Material shown:
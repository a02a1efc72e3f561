//! Contracts for the upstream hiscores and quest services.
//!
//! Transport lives outside the engine. Implementations only need to map a
//! player name to a stat snapshot or a quest list.
use serde::{Deserialize, Serialize};
use thiserror::Error;

use crate::catalog::{MONKEY_MADNESS_II, WHILE_GUTHIX_SLEEPS};
use crate::constants::STAT_REFRESH_INTERVAL_MS;
use crate::state::PlayerStats;

#[derive(Debug, Clone, PartialEq, Eq, Error)]
pub enum ProviderError {
    #[error("player `{0}` was not found")]
    NotFound(String),
    #[error("provider unavailable: {0}")]
    Unavailable(String),
}

pub trait StatProvider {
    /// Fetch the current hiscores snapshot.
    ///
    /// # Errors
    ///
    /// Returns `NotFound` for unknown players and `Unavailable` for transport
    /// failures.
    fn fetch_stats(&self, player_name: &str) -> Result<PlayerStats, ProviderError>;
}

pub trait QuestProvider {
    /// Fetch the player's quest list.
    ///
    /// # Errors
    ///
    /// Returns `NotFound` for unknown players and `Unavailable` for transport
    /// failures.
    fn fetch_quests(&self, player_name: &str) -> Result<Vec<QuestRecord>, ProviderError>;
}

#[derive(Debug, Clone, Copy, PartialEq, Eq, Hash, Serialize, Deserialize)]
#[serde(rename_all = "SCREAMING_SNAKE_CASE")]
pub enum QuestStatus {
    NotStarted,
    Started,
    Completed,
}

#[derive(Debug, Clone, PartialEq, Eq, Serialize, Deserialize)]
#[serde(rename_all = "camelCase")]
pub struct QuestRecord {
    pub title: String,
    pub status: QuestStatus,
    #[serde(default)]
    pub quest_points: u32,
    #[serde(default)]
    pub user_eligible: bool,
}

impl QuestRecord {
    /// Eligible and not yet completed.
    #[must_use]
    pub fn is_available(&self) -> bool {
        self.user_eligible && self.status != QuestStatus::Completed
    }
}

/// Completion flags for the quests that reshape the slayer roster.
#[derive(Debug, Clone, Copy, PartialEq, Eq, Default, Serialize, Deserialize)]
pub struct QuestMilestones {
    pub while_guthix_sleeps: bool,
    pub monkey_madness_ii: bool,
}

impl QuestMilestones {
    #[must_use]
    pub fn from_records(records: &[QuestRecord]) -> Self {
        let completed = |title: &str| {
            records
                .iter()
                .any(|quest| quest.title == title && quest.status == QuestStatus::Completed)
        };
        Self {
            while_guthix_sleeps: completed(WHILE_GUTHIX_SLEEPS),
            monkey_madness_ii: completed(MONKEY_MADNESS_II),
        }
    }

    /// Flags are sticky: once seen, a completion is never forgotten.
    #[must_use]
    pub const fn merge(self, other: Self) -> Self {
        Self {
            while_guthix_sleeps: self.while_guthix_sleeps || other.while_guthix_sleeps,
            monkey_madness_ii: self.monkey_madness_ii || other.monkey_madness_ii,
        }
    }

    #[must_use]
    pub fn is_completed(&self, quest: &str) -> bool {
        match quest {
            WHILE_GUTHIX_SLEEPS => self.while_guthix_sleeps,
            MONKEY_MADNESS_II => self.monkey_madness_ii,
            _ => false,
        }
    }
}

/// Whether a snapshot fetched at `fetched_at_ms` is stale at `now_ms`.
#[must_use]
pub const fn needs_refresh(fetched_at_ms: i64, now_ms: i64) -> bool {
    now_ms.saturating_sub(fetched_at_ms) > STAT_REFRESH_INTERVAL_MS
}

Exercise objective: Your task is to transcribe, with no changes, only the lines of the listing above that lie between the line holding "a quest list." and the line holding "pub enum ProviderError", inclusive.

Written reply:
//! player name to a stat snapshot or a quest list.
use serde::{Deserialize, Serialize};
use thiserror::Error;

use crate::catalog::{MONKEY_MADNESS_II, WHILE_GUTHIX_SLEEPS};
use crate::constants::STAT_REFRESH_INTERVAL_MS;
use crate::state::PlayerStats;

#[derive(Debug, Clone, PartialEq, Eq, Error)]
pub enum ProviderError {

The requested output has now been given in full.